[Stored data]
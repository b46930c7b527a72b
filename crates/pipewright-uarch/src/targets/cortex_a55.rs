//! Arm Cortex-A55: dual-issue in-order core with two 64-bit vector pipes.

use log::debug;
use pipewright_isa::{Arch, Instruction, Opcode, ARM_AARCH64};

use super::{feeds_accumulator, is_any_load, is_any_store};
use crate::error::Result;
use crate::latency::Latency;
use crate::model::{CostModel, CostTables};
use crate::resolver::Key;
use crate::scheduler::Scheduler;
use crate::units::{execution_units, ExecutionUnit, UnitRequirement, UnitSet};

execution_units! {
    pub enum Unit {
        ScalarAlu0 => "SCALAR_ALU0",
        ScalarAlu1 => "SCALAR_ALU1",
        ScalarMac => "SCALAR_MAC",
        ScalarLoad => "SCALAR_LOAD",
        ScalarStore => "SCALAR_STORE",
        Vec0 => "VEC0",
        Vec1 => "VEC1",
    }
}

/// Cost model of the Cortex-A55.
#[derive(Debug, Clone)]
pub struct CortexA55 {
    tables: CostTables,
}

impl CortexA55 {
    /// Registry name.
    pub const NAME: &'static str = "Arm_Cortex_A55";

    /// Build the model with its tables filled in.
    pub fn new() -> Self {
        let CostTables {
            units,
            inverse_throughput,
            latency,
        } = CostTables::new(Self::NAME);

        // A Q-register pair store drains through both vector pipes.
        let pair_store: &[&[Unit]] = &[&[Unit::ScalarStore], &[Unit::Vec0, Unit::Vec1]];
        let units = units
            .rule(Opcode::Stp, UnitRequirement::all(pair_store))
            .rule(
                Key::any([
                    Key::pred(Instruction::is_vector_mul),
                    Key::pred(Instruction::is_vector_add_sub),
                ]),
                UnitRequirement::any(&[Unit::Vec0, Unit::Vec1]),
            )
            .rule(Opcode::MulX, UnitRequirement::any(&[Unit::ScalarMac]))
            .rule(Key::pred(is_any_load), UnitRequirement::any(&[Unit::ScalarLoad]))
            .rule(Key::pred(is_any_store), UnitRequirement::any(&[Unit::ScalarStore]))
            .rule(
                Key::ops(&[Opcode::AddX, Opcode::Nop]),
                UnitRequirement::any(&[Unit::ScalarAlu0, Unit::ScalarAlu1]),
            );

        let inverse_throughput = inverse_throughput
            .rule(Key::ops(&[Opcode::MulV, Opcode::Mla, Opcode::Stp]), 2)
            .rule(
                Key::any([
                    Opcode::Fmul.into(),
                    Key::pred(Instruction::is_vector_add_sub),
                    Key::pred(is_any_load),
                    Key::pred(is_any_store),
                    Key::ops(&[Opcode::MulX, Opcode::AddX, Opcode::Nop]),
                ]),
                1,
            );

        let latency = latency
            .rule(Key::ops(&[Opcode::MulV, Opcode::Mla, Opcode::Fmul]), 4)
            .rule(Key::pred(Instruction::is_vector_add_sub), 3)
            .rule(Key::pred(is_any_load), 3)
            .rule(Opcode::MulX, 3)
            .rule(Key::pred(is_any_store), 1)
            .rule(Key::ops(&[Opcode::AddX, Opcode::Nop]), 1);

        Self {
            tables: CostTables {
                units,
                inverse_throughput,
                latency,
            },
        }
    }
}

impl Default for CortexA55 {
    fn default() -> Self {
        Self::new()
    }
}

impl CostModel for CortexA55 {
    fn name(&self) -> &'static str {
        Self::NAME
    }

    fn arch(&self) -> &'static Arch {
        &ARM_AARCH64
    }

    fn issue_rate(&self) -> u32 {
        2
    }

    fn unit_names(&self) -> &'static [&'static str] {
        Unit::NAMES
    }

    fn tables(&self) -> &CostTables {
        &self.tables
    }

    fn get_latency(
        &self,
        src: &Instruction,
        output_index: usize,
        dst: &Instruction,
    ) -> Result<Latency> {
        let base = self.base_latency(src)?;
        let multiply = matches!(src.opcode(), Opcode::MulV | Opcode::Mla);
        if multiply && feeds_accumulator(src, output_index, dst) {
            return Ok(Latency::Cycles(1));
        }
        Ok(Latency::Cycles(base))
    }

    fn add_further_constraints(&self, scheduler: &mut dyn Scheduler) {
        // Floating-point multiplies issue on the first vector pipe only.
        let vec0 = UnitSet::of(&[Unit::Vec0]);
        let nodes = scheduler.nodes_where(&|i| i.opcode() == Opcode::Fmul);
        debug!("{}: restricting {} fmul to VEC0", Self::NAME, nodes.len());
        for node in nodes {
            scheduler.restrict_units(node, vec0);
        }
    }
}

> Problem to work on
Only the lines from the first line of the records through the line with "use crate::latency::Latency;" should be reproduced, exactly and with nothing added.

> Answer section
repository b46930c7b527a72b
filename crates/pipewright-uarch/src/targets/cortex_a55.rs
//! Arm Cortex-A55: dual-issue in-order core with two 64-bit vector pipes.

use log::debug;
use pipewright_isa::{Arch, Instruction, Opcode, ARM_AARCH64};

use super::{feeds_accumulator, is_any_load, is_any_store};
use crate::error::Result;
use crate::latency::Latency;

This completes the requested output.